[Exercise goal]
Locate the word "struct" in the material, then show every line that holds it.

[Records shown]
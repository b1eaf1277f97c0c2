use std::fmt::{Display, Formatter};

pub type DynError = Box<dyn std::error::Error + Send + Sync + 'static>;
pub type Result<T> = std::result::Result<T, DynError>;

/// Attach a lazily built context string to any error result.
pub trait Context<T> {
    fn with_ctx<F: FnOnce() -> String>(self, f: F) -> Result<T>;
}

#[derive(Debug)]
pub struct WithContextError {
    pub context: String,
    pub source: DynError,
}

impl Display for WithContextError {
    fn fmt(&self, f: &mut Formatter<'_>) -> std::fmt::Result {
        write!(f, "{}: {}", self.context, self.source)
    }
}

impl std::error::Error for WithContextError {
    fn source(&self) -> Option<&(dyn std::error::Error + 'static)> {
        Some(&*self.source)
    }
}

impl<T, E> Context<T> for std::result::Result<T, E>
where
    E: std::error::Error + Send + Sync + 'static,
{
    fn with_ctx<F: FnOnce() -> String>(self, f: F) -> Result<T> {
        self.map_err(|e| {
            Box::new(WithContextError {
                context: f(),
                source: e.into(),
            }) as DynError
        })
    }
}

/// Where an API call went wrong.
#[derive(Clone, Debug, PartialEq, Eq)]
pub enum ApiErrorKind {
    /// Connection refused, DNS failure, timeout, broken body stream.
    Transport,
    /// Non-2xx status code.
    Status(u16),
    /// 2xx response carrying `success: false`.
    Application,
    /// Response body was not the JSON shape we expected.
    Decode,
}

/// Failure of a single request against the book API.
///
/// Transport and application failures are folded into one type so the
/// workflows only ever surface one message to the user.
#[derive(Clone, Debug, PartialEq, Eq)]
pub struct ApiError {
    pub kind: ApiErrorKind,
    /// Server-provided message, when the server sent one.
    pub message: Option<String>,
}

impl ApiError {
    pub fn transport(detail: impl Into<String>) -> Self {
        Self {
            kind: ApiErrorKind::Transport,
            message: Some(detail.into()),
        }
    }

    pub fn status(code: u16, message: Option<String>) -> Self {
        Self {
            kind: ApiErrorKind::Status(code),
            message,
        }
    }

    pub fn application(message: Option<String>) -> Self {
        Self {
            kind: ApiErrorKind::Application,
            message,
        }
    }

    pub fn decode(detail: impl Into<String>) -> Self {
        Self {
            kind: ApiErrorKind::Decode,
            message: Some(detail.into()),
        }
    }

    /// Message to show the user: the server's own words for status and
    /// application failures, `fallback` for anything without a usable message.
    pub fn user_message(&self, fallback: &str) -> String {
        match (&self.kind, self.message.as_deref().map(str::trim)) {
            (ApiErrorKind::Status(_) | ApiErrorKind::Application, Some(m)) if !m.is_empty() => {
                m.to_string()
            }
            _ => fallback.to_string(),
        }
    }
}

impl Display for ApiError {
    fn fmt(&self, f: &mut Formatter<'_>) -> std::fmt::Result {
        let msg = self.message.as_deref().unwrap_or("no message");
        match self.kind {
            ApiErrorKind::Transport => write!(f, "transport error: {msg}"),
            ApiErrorKind::Status(code) => write!(f, "HTTP {code}: {msg}"),
            ApiErrorKind::Application => write!(f, "request rejected: {msg}"),
            ApiErrorKind::Decode => write!(f, "unexpected response: {msg}"),
        }
    }
}

impl std::error::Error for ApiError {}
//! Blocking HTTP implementation of [`ApiClient`] on top of `ureq`.
//!
use std::time::Duration;

use serde::de::{DeserializeOwned, IgnoredAny};

use super::{ApiClient, Book, BookDraft, Envelope, Health, LoginRequest, LoginResponse};
use crate::error::ApiError;

pub struct HttpApiClient {
    base_url: String,
    agent: ureq::Agent,
}

impl HttpApiClient {
    pub fn new(base_url: &str, timeout: Duration) -> Self {
        Self {
            base_url: base_url.trim_end_matches('/').to_string(),
            agent: ureq::AgentBuilder::new().timeout(timeout).build(),
        }
    }

    pub fn base_url(&self) -> &str {
        &self.base_url
    }

    fn url(&self, path: &str) -> String {
        format!("{}{}", self.base_url, path)
    }

    /// Server root: the API base with a trailing `/api` removed.
    fn origin(&self) -> &str {
        self.base_url.strip_suffix("/api").unwrap_or(&self.base_url)
    }

    fn request(&self, method: &str, path: &str, token: Option<&str>) -> ureq::Request {
        let req = self.agent.request(method, &self.url(path));
        match token {
            Some(t) if !t.is_empty() => req.set("Authorization", &format!("Bearer {t}")),
            _ => req,
        }
    }
}

/// Collapse a ureq result into `(status, body)`, keeping error bodies.
fn read_response(
    resp: Result<ureq::Response, ureq::Error>,
) -> Result<(u16, String), ApiError> {
    match resp {
        Ok(r) => {
            let status = r.status();
            let body = r
                .into_string()
                .map_err(|e| ApiError::transport(format!("reading body: {e}")))?;
            Ok((status, body))
        }
        Err(ureq::Error::Status(code, r)) => Ok((code, r.into_string().unwrap_or_default())),
        Err(ureq::Error::Transport(t)) => Err(ApiError::transport(t.to_string())),
    }
}

/// Best-effort `message` field from an error body.
fn error_message(body: &str) -> Option<String> {
    serde_json::from_str::<Envelope<IgnoredAny>>(body)
        .ok()
        .and_then(|e| e.message)
}

fn decode_envelope<T: DeserializeOwned>(status: u16, body: &str) -> Result<Envelope<T>, ApiError> {
    if !(200..300).contains(&status) {
        return Err(ApiError::status(status, error_message(body)));
    }
    let env: Envelope<T> =
        serde_json::from_str(body).map_err(|e| ApiError::decode(e.to_string()))?;
    if !env.success {
        return Err(ApiError::application(env.message));
    }
    Ok(env)
}

impl ApiClient for HttpApiClient {
    fn list_books(&self, token: Option<&str>) -> Result<Vec<Book>, ApiError> {
        tracing::debug!(url = %self.url("/books"), "GET books");
        let (status, body) = read_response(self.request("GET", "/books", token).call())?;
        let env: Envelope<Vec<Book>> = decode_envelope(status, &body)?;
        Ok(env.data.unwrap_or_default())
    }

    fn create_book(&self, token: Option<&str>, draft: &BookDraft) -> Result<Option<Book>, ApiError> {
        tracing::debug!(title = %draft.judul, "POST books");
        let (status, body) =
            read_response(self.request("POST", "/books", token).send_json(draft))?;
        let env: Envelope<Book> = decode_envelope(status, &body)?;
        Ok(env.data)
    }

    fn update_book(&self, token: Option<&str>, id: &str, draft: &BookDraft) -> Result<(), ApiError> {
        tracing::debug!(%id, "PUT book");
        let path = format!("/books/{id}");
        let (status, body) = read_response(self.request("PUT", &path, token).send_json(draft))?;
        decode_envelope::<IgnoredAny>(status, &body).map(|_| ())
    }

    fn delete_book(&self, token: Option<&str>, id: &str) -> Result<(), ApiError> {
        tracing::debug!(%id, "DELETE book");
        let path = format!("/books/{id}");
        let (status, body) = read_response(self.request("DELETE", &path, token).call())?;
        decode_envelope::<IgnoredAny>(status, &body).map(|_| ())
    }

    fn login(&self, username: &str, password: &str) -> Result<String, ApiError> {
        tracing::debug!(%username, "POST login");
        let payload = LoginRequest { username, password };
        let (status, body) = read_response(self.request("POST", "/login", None).send_json(&payload))?;
        if !(200..300).contains(&status) {
            return Err(ApiError::status(status, error_message(&body)));
        }
        let resp: LoginResponse =
            serde_json::from_str(&body).map_err(|e| ApiError::decode(e.to_string()))?;
        if !resp.success {
            return Err(ApiError::application(resp.message));
        }
        match resp.token {
            Some(t) if !t.is_empty() => Ok(t),
            _ => Err(ApiError::decode("login response carried no token")),
        }
    }

    fn logout(&self, token: &str) -> Result<(), ApiError> {
        tracing::debug!("POST logout");
        let (status, body) = read_response(self.request("POST", "/logout", Some(token)).call())?;
        decode_envelope::<IgnoredAny>(status, &body).map(|_| ())
    }

    fn health(&self) -> Result<Health, ApiError> {
        let url = format!("{}/health", self.origin());
        tracing::debug!(%url, "GET health");
        let (status, body) = read_response(self.agent.get(&url).call())?;
        if !(200..300).contains(&status) {
            return Err(ApiError::status(status, None));
        }
        serde_json::from_str(&body).map_err(|e| ApiError::decode(e.to_string()))
    }
}
//! Typed boundary to the remote book API.
//!
//! Request and response bodies are explicit serde records; every call goes
//! through the [`ApiClient`] trait so the workflows can run against a mock.
//!
pub mod http;

use serde::{Deserialize, Serialize};

use crate::error::ApiError;

pub use http::HttpApiClient;

/// Default API root used when neither config nor CLI provide one.
pub const DEFAULT_BASE_URL: &str = "http://localhost:8080/api";

/// A book as held by the server. Extra fields (timestamps) are ignored.
#[derive(Clone, Debug, PartialEq, Eq, Deserialize, Serialize)]
pub struct Book {
    pub id: String,
    pub judul: String,
    pub author: String,
    pub tahun_terbit: i32,
}

/// Payload for create and update.
#[derive(Clone, Debug, PartialEq, Eq, Serialize)]
pub struct BookDraft {
    pub judul: String,
    pub author: String,
    pub tahun_terbit: i32,
}

#[derive(Debug, Serialize)]
pub struct LoginRequest<'a> {
    pub username: &'a str,
    pub password: &'a str,
}

/// Common `{success, message, data}` response wrapper.
#[derive(Debug, Deserialize)]
pub struct Envelope<T> {
    #[serde(default)]
    pub success: bool,
    pub message: Option<String>,
    pub data: Option<T>,
}

#[derive(Debug, Deserialize)]
pub struct LoginResponse {
    #[serde(default)]
    pub success: bool,
    #[serde(default)]
    pub message: Option<String>,
    #[serde(default)]
    pub token: Option<String>,
}

/// Body of `GET /health`.
#[derive(Clone, Debug, PartialEq, Eq, Deserialize)]
pub struct Health {
    pub status: String,
    #[serde(default)]
    pub message: String,
}

impl Health {
    pub fn is_healthy(&self) -> bool {
        self.status.eq_ignore_ascii_case("healthy")
    }
}

/// Operations the UI needs from the server.
///
/// `token` is attached as `Authorization: Bearer <token>` when present.
pub trait ApiClient {
    fn list_books(&self, token: Option<&str>) -> Result<Vec<Book>, ApiError>;
    fn create_book(&self, token: Option<&str>, draft: &BookDraft) -> Result<Option<Book>, ApiError>;
    fn update_book(&self, token: Option<&str>, id: &str, draft: &BookDraft) -> Result<(), ApiError>;
    fn delete_book(&self, token: Option<&str>, id: &str) -> Result<(), ApiError>;
    fn login(&self, username: &str, password: &str) -> Result<String, ApiError>;
    fn logout(&self, token: &str) -> Result<(), ApiError>;
    fn health(&self) -> Result<Health, ApiError>;
}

[Problem solution]
pub struct WithContextError {
pub struct ApiError {
pub struct HttpApiClient {
pub struct Book {
pub struct BookDraft {
pub struct LoginRequest<'a> {
pub struct Envelope<T> {
pub struct LoginResponse {
pub struct Health {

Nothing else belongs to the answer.